> Exercise goal:
Among the lines below, copy exactly those from the one with "for y in 0..new_h" through the one with "for RGB images.", counting both ends.

Start of Entries provided

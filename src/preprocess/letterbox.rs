/// Letterbox preprocessing for the fixed square model input.
///
/// 1. aspect = w / h
/// 2. landscape (aspect > 1): target_w = size, target_h = size / aspect, offset_y = (size - target_h) / 2
/// 3. portrait/square: target_h = size, target_w = size * aspect, offset_x = (size - target_w) / 2
/// 4. Bilinear resize to the rounded target, paste onto a black `size x size` canvas
/// 5. Encode the canvas as JPEG for transport
///
/// Metadata keeps the exact fractional geometry; only the rendered pixels are rounded.

use super::decode::{decode_image, DecodedImage};
use super::encode::encode_jpeg;
use crate::error::AppError;
use image::RgbImage;
use serde::Serialize;
use tracing::debug;

/// Geometry of an image of one aspect ratio centered inside a box of another.
#[derive(Debug, Clone, Copy, PartialEq)]
pub struct Placement {
    pub scaled_width: f64,
    pub scaled_height: f64,
    pub offset_x: f64,
    pub offset_y: f64,
}

/// Fit a `src_w x src_h` image inside a `box_w x box_h` box, preserving aspect ratio and centering
/// along the padded axis.
///
/// For a square box this is exactly the model-input letterbox; the display transform reuses it with
/// the rendered element size.
pub fn compute_placement(src_w: f64, src_h: f64, box_w: f64, box_h: f64) -> Placement {
    let src_aspect = src_w / src_h;
    let box_aspect = box_w / box_h;

    if src_aspect > box_aspect {
        let scaled_height = box_w / src_aspect;
        Placement {
            scaled_width: box_w,
            scaled_height,
            offset_x: 0.0,
            offset_y: (box_h - scaled_height) / 2.0,
        }
    } else {
        let scaled_width = box_h * src_aspect;
        Placement {
            scaled_width,
            scaled_height: box_h,
            offset_x: (box_w - scaled_width) / 2.0,
            offset_y: 0.0,
        }
    }
}

/// Everything needed to invert the letterbox later. Produced once per prediction, never cached.
#[derive(Debug, Clone, Copy, PartialEq, Serialize)]
#[serde(rename_all = "camelCase")]
pub struct LetterboxMetadata {
    pub original_width: u32,
    pub original_height: u32,
    /// Width of the scaled original inside the square canvas.
    pub target_width: f64,
    /// Height of the scaled original inside the square canvas.
    pub target_height: f64,
    pub offset_x: f64,
    pub offset_y: f64,
    pub input_size: u32,
}

impl LetterboxMetadata {
    pub fn compute(original_width: u32, original_height: u32, input_size: u32) -> Self {
        let size = input_size as f64;
        let placement = compute_placement(original_width as f64, original_height as f64, size, size);

        Self {
            original_width,
            original_height,
            target_width: placement.scaled_width,
            target_height: placement.scaled_height,
            offset_x: placement.offset_x,
            offset_y: placement.offset_y,
            input_size,
        }
    }

    /// Metadata for a canvas that already is the model input (no padding, no scaling).
    pub fn identity(input_size: u32) -> Self {
        Self::compute(input_size, input_size, input_size)
    }
}

/// Output of `preprocess`: the transport payload plus the canvas it was encoded from.
pub struct PreprocessedImage {
    /// JPEG bytes of the `input_size x input_size` canvas.
    pub payload: Vec<u8>,
    pub canvas: RgbImage,
    pub meta: LetterboxMetadata,
}

/// Decode, letterbox and encode an image for the model.
pub fn preprocess(data: &[u8], input_size: u32, jpeg_quality: u8) -> Result<PreprocessedImage, AppError> {
    let img = decode_image(data)?;
    let (canvas, meta) = letterbox(&img, input_size)?;
    let payload = encode_jpeg(&canvas, jpeg_quality)?;

    debug!(
        original = format!("{}x{}", meta.original_width, meta.original_height),
        target = format!("{:.2}x{:.2}", meta.target_width, meta.target_height),
        offset = format!("({:.2}, {:.2})", meta.offset_x, meta.offset_y),
        payload_bytes = payload.len(),
        "Letterboxed image for model"
    );

    Ok(PreprocessedImage { payload, canvas, meta })
}

/// Render `img` onto a black square canvas of `input_size` at the letterbox placement.
pub fn letterbox(img: &DecodedImage, input_size: u32) -> Result<(RgbImage, LetterboxMetadata), AppError> {
    if input_size == 0 {
        return Err(AppError::Config("model input size must be positive".to_string()));
    }

    let meta = LetterboxMetadata::compute(img.width, img.height, input_size);

    // Pixel footprint of the scaled image; clamped so rounding never spills past the canvas
    let new_w = (meta.target_width.round() as u32).clamp(1, input_size);
    let new_h = (meta.target_height.round() as u32).clamp(1, input_size);
    let left = (meta.offset_x.round() as u32).min(input_size - new_w);
    let top = (meta.offset_y.round() as u32).min(input_size - new_h);

    let resized = if new_w != img.width || new_h != img.height {
        resize_bilinear(&img.data, img.width, img.height, new_w, new_h)?
    } else {
        img.data.clone()
    };

    let size = input_size as usize;
    let mut padded = vec![0u8; size * size * 3];

    for y in 0..new_h as usize {
        let src_offset = y * new_w as usize * 3;
        let dst_offset = ((y + top as usize) * size + left as usize) * 3;
        let row_bytes = new_w as usize * 3;
        padded[dst_offset..dst_offset + row_bytes]
            .copy_from_slice(&resized[src_offset..src_offset + row_bytes]);
    }

    let canvas = RgbImage::from_raw(input_size, input_size, padded)
        .ok_or_else(|| AppError::Encode("canvas buffer size mismatch".to_string()))?;

    Ok((canvas, meta))
}

/// Bilinear resize for RGB images.
fn resize_bilinear(src: &[u8], src_w: u32, src_h: u32, dst_w: u32, dst_h: u32) -> Result<Vec<u8>, AppError> {
    use fast_image_resize as fr;

    let src_image = fr::images::Image::from_vec_u8(src_w, src_h, src.to_vec(), fr::PixelType::U8x3)
        .map_err(|e| AppError::Encode(format!("resize source: {e}")))?;

    let mut dst_image = fr::images::Image::new(dst_w, dst_h, fr::PixelType::U8x3);

    let mut resizer = fr::Resizer::new();
    resizer
        .resize(
            &src_image,
            &mut dst_image,
            &fr::ResizeOptions::new().resize_alg(fr::ResizeAlg::Interpolation(fr::FilterType::Bilinear)),
        )
        .map_err(|e| AppError::Encode(format!("resize: {e}")))?;

    Ok(dst_image.into_vec())
}

#[cfg(test)]
mod tests {
    use super::*;
    use approx::assert_abs_diff_eq;

    fn solid(width: u32, height: u32) -> DecodedImage {
        DecodedImage::from_rgb(RgbImage::from_pixel(width, height, image::Rgb([200, 200, 200])))
    }

    #[test]
    fn landscape_1600x900_pads_vertically() {
        let meta = LetterboxMetadata::compute(1600, 900, 512);
        assert_abs_diff_eq!(meta.target_width, 512.0);
        assert_abs_diff_eq!(meta.target_height, 288.0, epsilon = 1e-9);
        assert_abs_diff_eq!(meta.offset_x, 0.0);
        assert_abs_diff_eq!(meta.offset_y, 112.0, epsilon = 1e-9);
    }

    #[test]
    fn portrait_pads_horizontally() {
        let meta = LetterboxMetadata::compute(600, 1200, 512);
        assert_abs_diff_eq!(meta.target_height, 512.0);
        assert_abs_diff_eq!(meta.target_width, 256.0, epsilon = 1e-9);
        assert_abs_diff_eq!(meta.offset_x, 128.0, epsilon = 1e-9);
        assert_abs_diff_eq!(meta.offset_y, 0.0);
    }

    #[test]
    fn square_fills_the_canvas() {
        let meta = LetterboxMetadata::compute(1024, 1024, 512);
        assert_abs_diff_eq!(meta.target_width, 512.0);
        assert_abs_diff_eq!(meta.target_height, 512.0);
        assert_abs_diff_eq!(meta.offset_x, 0.0);
        assert_abs_diff_eq!(meta.offset_y, 0.0);
    }

    #[test]
    fn placement_invariants_hold_across_aspect_ratios() {
        let sizes = [(1, 1), (3, 1), (1, 3), (1920, 1080), (1080, 1920), (513, 511), (37, 2000), (4000, 3)];
        for (w, h) in sizes {
            let meta = LetterboxMetadata::compute(w, h, 512);
            let r = w as f64 / h as f64;
            let larger = meta.target_width.max(meta.target_height);
            let smaller = meta.target_width.min(meta.target_height);

            assert_abs_diff_eq!(larger, 512.0, epsilon = 1e-9);
            assert_abs_diff_eq!(smaller, 512.0 / r.max(1.0 / r), epsilon = 1e-9);
            assert_abs_diff_eq!(meta.target_width / meta.target_height, r, epsilon = 1e-9);
            assert_abs_diff_eq!(meta.offset_x, (512.0 - meta.target_width) / 2.0, epsilon = 1e-9);
            assert_abs_diff_eq!(meta.offset_y, (512.0 - meta.target_height) / 2.0, epsilon = 1e-9);
            assert!(meta.offset_x == 0.0 || meta.offset_y == 0.0);
        }
    }

    #[test]
    fn non_square_box_centres_on_the_padded_axis() {
        // 4:3 image in a 16:9 box fills the height
        let p = compute_placement(800.0, 600.0, 1600.0, 900.0);
        assert_abs_diff_eq!(p.scaled_height, 900.0);
        assert_abs_diff_eq!(p.scaled_width, 1200.0, epsilon = 1e-9);
        assert_abs_diff_eq!(p.offset_x, 200.0, epsilon = 1e-9);
        assert_abs_diff_eq!(p.offset_y, 0.0);
    }

    #[test]
    fn canvas_is_black_outside_the_image() {
        let (canvas, meta) = letterbox(&solid(160, 90), 64).unwrap();
        assert_eq!(canvas.dimensions(), (64, 64));
        assert_abs_diff_eq!(meta.offset_y, 14.0, epsilon = 1e-9);

        assert_eq!(canvas.get_pixel(32, 2).0, [0, 0, 0]);
        assert_eq!(canvas.get_pixel(32, 61).0, [0, 0, 0]);
        assert_eq!(canvas.get_pixel(32, 32).0, [200, 200, 200]);
    }

    #[test]
    fn zero_input_size_is_a_config_error() {
        let err = letterbox(&solid(16, 9), 0).unwrap_err();
        assert!(matches!(err, AppError::Config(_)), "{err:?}");
    }

    #[test]
    fn preprocess_produces_square_jpeg() {
        let src = RgbImage::from_pixel(90, 160, image::Rgb([255, 255, 255]));
        let bytes = crate::preprocess::encode::encode_png(&src).unwrap();

        let out = preprocess(&bytes, 128, 90).unwrap();
        assert_eq!(out.canvas.dimensions(), (128, 128));
        assert_eq!(out.meta.original_width, 90);
        assert_eq!(&out.payload[..2], &[0xFF, 0xD8]);

        let decoded = decode_image(&out.payload).unwrap();
        assert_eq!((decoded.width, decoded.height), (128, 128));
    }

    #[test]
    fn preprocess_rejects_undecodable_input() {
        assert!(matches!(preprocess(b"nope", 512, 90), Err(AppError::ImageDecode(_))));
    }
}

End of Entries provided

> Solved problem:
    for y in 0..new_h as usize {
        let src_offset = y * new_w as usize * 3;
        let dst_offset = ((y + top as usize) * size + left as usize) * 3;
        let row_bytes = new_w as usize * 3;
        padded[dst_offset..dst_offset + row_bytes]
            .copy_from_slice(&resized[src_offset..src_offset + row_bytes]);
    }

    let canvas = RgbImage::from_raw(input_size, input_size, padded)
        .ok_or_else(|| AppError::Encode("canvas buffer size mismatch".to_string()))?;

    Ok((canvas, meta))
}

/// Bilinear resize for RGB images.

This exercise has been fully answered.